Nick Cave tells SXSW that forming a band to get girls 'actually works!'
Nick Cave took part in an 'In Conversation' session covering his life and career earlier today (March 12) as part of the SXSW festival in Austin, Texas.
Speaking at the Austin Convention Center with New York based author Larry Ratso Sloman, the Bad Seeds frontman admitted that he first joined a band in order to get "girls and booze", telling the packed out audience that "it actually works!"
He explained that before he started singing he was an "anti-magnet" to the opposite sex. "In school I was an anti-magnet for women. They saw me and they were repulsed," he said, adding that when he started up The Boys Next Door - later The Birthday Party - "things immediately changed in terms of my attractiveness".
Though he's been making music for five decades, Cave went on to say that he often feels like "an imposter". He said: "I still feel very much an imposter in the whole music scene - which I'm quite happy about to be honest."
Speaking about the formation of Grinderman, who have reformed to play next month's Coachella Valley Festival of Music & Arts, despite going on hiatus in 2011, he said: "It was an unbelievably fucked up, passive aggressive act," when talking about recruiting some members of the Bad Seeds, but not others, for the band.
During the hour long talk, it was revealed that a New Zealand sanitary towel company once wanted to use his song 'Red Right Hand' in an ad campaign. "The mind boggles," smirked Cave.
Of his 1995 collaboration with Kylie, 'Where The Wild Roses Grow', Cave said: "She had a very lovely affect over things for a while - she was a force of nature."
The Bad Seeds singer also revealed that Johnny Cash was an early inspiration, specifically the country legend's own TV show. "The Johnny Cash Show was very important to me around nine years old, because there was something evil, or dangerous, about this particular character, and I responded to that," he said.
Cave, who is also a successful author, explained that he finds it easier to write books than lyrics. "A book you kind of get on a roll," he said, but compared writing lyrics to lots of small, painful births. "It's like pushing 13 watermelons out of the tiniest orifice, whereas a book is just like one long watermelon."

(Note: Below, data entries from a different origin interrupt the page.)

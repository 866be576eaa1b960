mod cli;
mod config;
mod convert;
mod decompose_cmd;
mod logging;
mod segment_cmd;

use std::process;

use anyhow::Result;
use clap::Parser;

use crate::cli::{Cli, Command};

fn main() {
    let cli = Cli::parse();
    logging::init(cli.verbose);

    if let Err(e) = run(cli.command) {
        eprintln!("Error: {e:#}");
        process::exit(1);
    }
}

fn run(command: Command) -> Result<()> {
    match command {
        Command::Segment(args) => segment_cmd::run(args),
        Command::Decompose(args) => decompose_cmd::run(args),
    }
}
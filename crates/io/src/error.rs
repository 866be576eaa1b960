//! Error types for migra-io.

use std::path::PathBuf;

/// Error type for all fallible operations in the migra-io crate.
///
/// Covers file-system failures, CSV and JSON encoding errors, and problems
/// with the content of a track file such as missing columns or values that
/// are not finite numbers.
#[derive(Debug, thiserror::Error)]
pub enum IoError {
    /// Returned when a required file does not exist on disk.
    #[error("file not found: {}", path.display())]
    FileNotFound {
        /// Path that could not be found.
        path: PathBuf,
    },

    /// Wraps an error from the operating system.
    #[error("i/o error: {reason}")]
    Io {
        /// Description of the underlying failure.
        reason: String,
    },

    /// Wraps an error originating from the CSV reader or writer.
    #[error("csv error: {reason}")]
    Csv {
        /// Description of the underlying CSV failure.
        reason: String,
    },

    /// Wraps an error originating from JSON serialization.
    #[error("json error: {reason}")]
    Json {
        /// Description of the underlying JSON failure.
        reason: String,
    },

    /// Returned when a named column is absent from the header row.
    #[error("column '{name}' not found in {}", path.display())]
    MissingColumn {
        /// Name of the missing column.
        name: String,
        /// Path to the file that was inspected.
        path: PathBuf,
    },

    /// Returned when a cell cannot be parsed or is not a finite number.
    #[error("invalid value '{value}' in column '{column}' at row {row}")]
    InvalidValue {
        /// Column holding the cell.
        column: String,
        /// 1-based data row (the header is row 0).
        row: usize,
        /// Raw cell content.
        value: String,
    },

    /// Returned when a track file has a header but no data rows.
    #[error("track file {} has no rows", path.display())]
    EmptyTrack {
        /// Path to the empty file.
        path: PathBuf,
    },

    /// Returned when one or more validation checks fail.
    #[error("{count} validation error(s): {details}")]
    Validation {
        /// Number of accumulated validation failures.
        count: usize,
        /// Human-readable summary of the failures.
        details: String,
    },
}

impl From<std::io::Error> for IoError {
    fn from(e: std::io::Error) -> Self {
        IoError::Io {
            reason: e.to_string(),
        }
    }
}

impl From<csv::Error> for IoError {
    fn from(e: csv::Error) -> Self {
        IoError::Csv {
            reason: e.to_string(),
        }
    }
}

impl From<serde_json::Error> for IoError {
    fn from(e: serde_json::Error) -> Self {
        IoError::Json {
            reason: e.to_string(),
        }
    }
}
//! Validated time-series wrapper.

use crate::error::WaveletError;

/// Minimum number of samples a decomposable series must hold.
pub const MIN_SERIES_LEN: usize = 2;

/// A validated series of finite `f64` samples, one per fix.
///
/// Guarantees `len() >= 2` and that every value is finite.
#[derive(Clone, Debug)]
pub struct TimeSeries {
    data: Vec<f64>,
}

impl TimeSeries {
    /// Creates a new `TimeSeries` after validating the data.
    ///
    /// # Errors
    ///
    /// | Variant | Trigger |
    /// |---------|---------|
    /// | [`WaveletError::SeriesTooShort`] | `data.len() < 2` |
    /// | [`WaveletError::NonFiniteData`] | any element is NaN or infinite |
    pub fn new(data: Vec<f64>) -> Result<Self, WaveletError> {
        if data.len() < MIN_SERIES_LEN {
            return Err(WaveletError::SeriesTooShort {
                len: data.len(),
                min: MIN_SERIES_LEN,
            });
        }
        if data.iter().any(|v| !v.is_finite()) {
            return Err(WaveletError::NonFiniteData);
        }
        Ok(Self { data })
    }

    /// Returns the samples as a slice.
    pub fn as_slice(&self) -> &[f64] {
        &self.data
    }

    /// Returns the number of samples.
    pub fn len(&self) -> usize {
        self.data.len()
    }

    /// Always `false` for a constructed series.
    pub fn is_empty(&self) -> bool {
        self.data.is_empty()
    }

    /// Consumes the series, returning the owned samples.
    pub fn into_inner(self) -> Vec<f64> {
        self.data
    }
}

impl AsRef<[f64]> for TimeSeries {
    fn as_ref(&self) -> &[f64] {
        &self.data
    }
}

impl TryFrom<&[f64]> for TimeSeries {
    type Error = WaveletError;

    fn try_from(data: &[f64]) -> Result<Self, Self::Error> {
        Self::new(data.to_vec())
    }
}
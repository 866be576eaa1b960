//! Parsed movement tracks.

use serde::Serialize;

/// One row of a track file.
#[derive(Clone, Debug, PartialEq, Serialize)]
pub struct Fix {
    /// Raw timestamp text, when a timestamp column is configured.
    pub timestamp: Option<String>,
    /// Easting or longitude, when configured and present.
    pub x: Option<f64>,
    /// Northing or latitude, when configured and present.
    pub y: Option<f64>,
    /// The analysed movement metric (typically speed).
    pub value: f64,
}

/// An ordered, non-empty sequence of fixes.
#[derive(Clone, Debug, PartialEq)]
pub struct Track {
    fixes: Vec<Fix>,
}

impl Track {
    pub(crate) fn new(fixes: Vec<Fix>) -> Self {
        debug_assert!(!fixes.is_empty());
        Self { fixes }
    }

    /// The fixes in file order.
    pub fn fixes(&self) -> &[Fix] {
        &self.fixes
    }

    /// Number of fixes.
    pub fn len(&self) -> usize {
        self.fixes.len()
    }

    /// Always `false` for a track returned by the reader.
    pub fn is_empty(&self) -> bool {
        self.fixes.is_empty()
    }

    /// The analysed metric, one value per fix.
    pub fn values(&self) -> Vec<f64> {
        self.fixes.iter().map(|f| f.value).collect()
    }

    /// Returns `true` if any fix carries a timestamp.
    pub fn has_timestamps(&self) -> bool {
        self.fixes.iter().any(|f| f.timestamp.is_some())
    }

    /// Returns `true` if any fix carries a coordinate.
    pub fn has_coordinates(&self) -> bool {
        self.fixes.iter().any(|f| f.x.is_some() || f.y.is_some())
    }
}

Cave went on to speak about his history of using heroin, saying that in Australia in the late 1970s, there was no stigma attached to the drug. "For a lot of people it was the basic drug of choice," he commented.
Cave and The Birthday Party relocated to the UK in 1980. "We would get and read NME when we were kids and dream about England... but by the time we got there the punk rock thing had turned into something we had no interest in," he said.